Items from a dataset
mod commands;
mod delivery;
mod prompts;

use std::path::PathBuf;

use anyhow::{Context, Result};
use chrono::NaiveDate;
use clap::{ArgAction, Args, Parser, Subcommand};
use invoice_core::{Config, DraftEdits, JsonFileStore, Selection};
use tracing_subscriber::EnvFilter;

#[derive(Parser)]
#[command(name = "invoice", version, about = "Create PDF invoices from saved sender profiles and client templates")]
struct Cli {
    /// More log output (-v info, -vv debug). RUST_LOG overrides.
    #[arg(short, long, action = ArgAction::Count, global = true)]
    verbose: u8,

    /// Config file (default: platform config directory).
    #[arg(long, global = true)]
    config: Option<PathBuf>,

    #[command(subcommand)]
    command: Command,
}

#[derive(Subcommand)]
enum Command {
    /// Create an invoice PDF
    New(NewArgs),
    /// Manage sender profiles
    Profile {
        #[command(subcommand)]
        action: RecordAction,
    },
    /// Manage client templates
    Template {
        #[command(subcommand)]
        action: RecordAction,
    },
    /// Inspect or create the config file
    Config {
        #[command(subcommand)]
        action: ConfigAction,
    },
}

#[derive(Subcommand)]
enum RecordAction {
    List,
    /// Add a record through prompts
    Add,
    /// Edit a stored record through prompts pre-filled with its values
    Edit { id: String },
    /// Remove a record by id ("default" names the configured fallback)
    Remove { id: String },
}

#[derive(Subcommand)]
enum ConfigAction {
    /// Print the config file location
    Path,
    /// Write a sample config with placeholder values
    Init {
        #[arg(long)]
        force: bool,
    },
}

#[derive(Args)]
pub struct NewArgs {
    /// Sender profile id (default: first stored profile)
    #[arg(long, conflicts_with = "default_sender")]
    profile: Option<String>,
    /// Use the sender configured in config.toml
    #[arg(long)]
    default_sender: bool,

    /// Client template id (default: first stored template)
    #[arg(long, conflicts_with = "manual")]
    template: Option<String>,
    /// Start from the configured client defaults instead of a template
    #[arg(long)]
    manual: bool,

    #[arg(long)]
    number: Option<String>,
    /// Invoice date, YYYY-MM-DD (default: today)
    #[arg(long)]
    date: Option<NaiveDate>,
    /// Billing month relative to the current one (-1 = last month)
    #[arg(long, default_value_t = 0, allow_hyphen_values = true, conflicts_with = "period_start")]
    month_offset: i32,
    #[arg(long, requires = "period_end")]
    period_start: Option<NaiveDate>,
    #[arg(long, requires = "period_start")]
    period_end: Option<NaiveDate>,

    #[arg(long)]
    client_name: Option<String>,
    #[arg(long)]
    address1: Option<String>,
    #[arg(long)]
    address2: Option<String>,
    /// Third address line; an empty value removes it
    #[arg(long)]
    address3: Option<String>,
    #[arg(long)]
    description: Option<String>,
    #[arg(long)]
    price: Option<String>,
    /// EVM payment address; an empty value removes it
    #[arg(long)]
    evm: Option<String>,

    /// Directory for the PDF (default: from config, else Downloads)
    #[arg(long)]
    output_dir: Option<PathBuf>,
    /// Do not open the PDF after writing it
    #[arg(long)]
    no_open: bool,
    /// Choose records and review every field through prompts
    #[arg(short, long)]
    interactive: bool,
    /// Also save the client and service as a new template with this name
    #[arg(long)]
    save_as: Option<String>,
    /// Also save the sender and bank details as a new profile with this name
    #[arg(long)]
    save_profile_as: Option<String>,
}

impl NewArgs {
    fn profile_selection(&self) -> Option<Selection> {
        match (&self.profile, self.default_sender) {
            (Some(id), _) => Some(Selection::Stored(id.clone())),
            (None, true) => Some(Selection::DefaultFallback),
            (None, false) => None,
        }
    }

    fn template_selection(&self) -> Option<Selection> {
        match (&self.template, self.manual) {
            (Some(id), _) => Some(Selection::Stored(id.clone())),
            (None, true) => Some(Selection::DefaultFallback),
            (None, false) => None,
        }
    }

    fn edits(&self) -> DraftEdits {
        DraftEdits {
            invoice_number: self.number.clone(),
            client_name: self.client_name.clone(),
            address_line1: self.address1.clone(),
            address_line2: self.address2.clone(),
            address_line3: self.address3.clone(),
            service_description: self.description.clone(),
            price: self.price.clone(),
            evm_address: self.evm.clone(),
        }
    }
}

fn init_logging(verbose: u8) {
    let level = match verbose {
        0 => "warn",
        1 => "info",
        _ => "debug",
    };
    let filter = EnvFilter::try_from_default_env().unwrap_or_else(|_| EnvFilter::new(level));
    tracing_subscriber::fmt()
        .with_env_filter(filter)
        .with_target(false)
        .with_writer(std::io::stderr)
        .init();
}

fn main() -> Result<()> {
    let cli = Cli::parse();
    init_logging(cli.verbose);

    let config_path = match cli.config {
        Some(path) => path,
        None => Config::default_path()?,
    };

    if let Command::Config { action } = &cli.command {
        return match action {
            ConfigAction::Path => {
                println!("{}", config_path.display());
                Ok(())
            }
            ConfigAction::Init { force } => {
                Config::init(&config_path, *force)?;
                println!("Wrote {}", config_path.display());
                Ok(())
            }
        };
    }

    let config = Config::load(&config_path).with_context(|| format!("loading {}", config_path.display()))?;
    let mut store = JsonFileStore::open(config.store_path()?);
    tracing::debug!(store = %store.path().display(), "store opened");

    match cli.command {
        Command::New(args) => commands::new_invoice(&config, &mut store, &args),
        Command::Profile { action } => match action {
            RecordAction::List => commands::list_profiles(&store),
            RecordAction::Add => commands::add_profile(&mut store),
            RecordAction::Edit { id } => commands::edit_profile(&mut store, &id),
            RecordAction::Remove { id } => commands::remove_profile(&mut store, &id),
        },
        Command::Template { action } => match action {
            RecordAction::List => commands::list_templates(&store),
            RecordAction::Add => commands::add_template(&mut store),
            RecordAction::Edit { id } => commands::edit_template(&mut store, &id),
            RecordAction::Remove { id } => commands::remove_template(&mut store, &id),
        },
        Command::Config { .. } => Ok(()),
    }
}

#[cfg(test)]
mod tests {
    use super::*;
    use clap::CommandFactory;

    #[test]
    fn cli_definition_is_consistent() {
        Cli::command().debug_assert();
    }

    #[test]
    fn flags_map_to_selections_and_edits() {
        let cli = Cli::try_parse_from([
            "invoice",
            "new",
            "--default-sender",
            "--template",
            "template-1",
            "--price",
            "$4000",
            "--address3",
            "",
            "--month-offset",
            "-1",
        ])
        .unwrap();
        let Command::New(args) = cli.command else {
            panic!("expected the new command");
        };
        assert_eq!(args.profile_selection(), Some(Selection::DefaultFallback));
        assert_eq!(args.template_selection(), Some(Selection::Stored("template-1".into())));
        assert_eq!(args.month_offset, -1);
        let edits = args.edits();
        assert_eq!(edits.price.as_deref(), Some("$4000"));
        assert_eq!(edits.address_line3.as_deref(), Some(""));
        assert_eq!(edits.client_name, None);
    }

    #[test]
    fn edit_takes_a_record_id() {
        let cli = Cli::try_parse_from(["invoice", "template", "edit", "template-1"]).unwrap();
        assert!(matches!(
            cli.command,
            Command::Template { action: RecordAction::Edit { id } } if id == "template-1"
        ));
        assert!(Cli::try_parse_from(["invoice", "profile", "edit"]).is_err());
    }

    #[test]
    fn conflicting_selections_are_rejected() {
        assert!(Cli::try_parse_from(["invoice", "new", "--profile", "p", "--default-sender"]).is_err());
        assert!(Cli::try_parse_from(["invoice", "new", "--period-start", "2025-11-01"]).is_err());
    }

    #[test]
    fn no_selection_flags_keep_stored_first() {
        let cli = Cli::try_parse_from(["invoice", "-vv", "new", "--date", "2025-12-01"]).unwrap();
        assert_eq!(cli.verbose, 2);
        let Command::New(args) = cli.command else {
            panic!("expected the new command");
        };
        assert_eq!(args.profile_selection(), None);
        assert_eq!(args.date, NaiveDate::from_ymd_opt(2025, 12, 1));
    }
}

* [WHAT THIS TASK INVOLVES]: Copy each line of the data that contains the word "ConfigAction".

* [ANSWER TO THE PROBLEM]:
        action: ConfigAction,
enum ConfigAction {
            ConfigAction::Path => {
            ConfigAction::Init { force } => {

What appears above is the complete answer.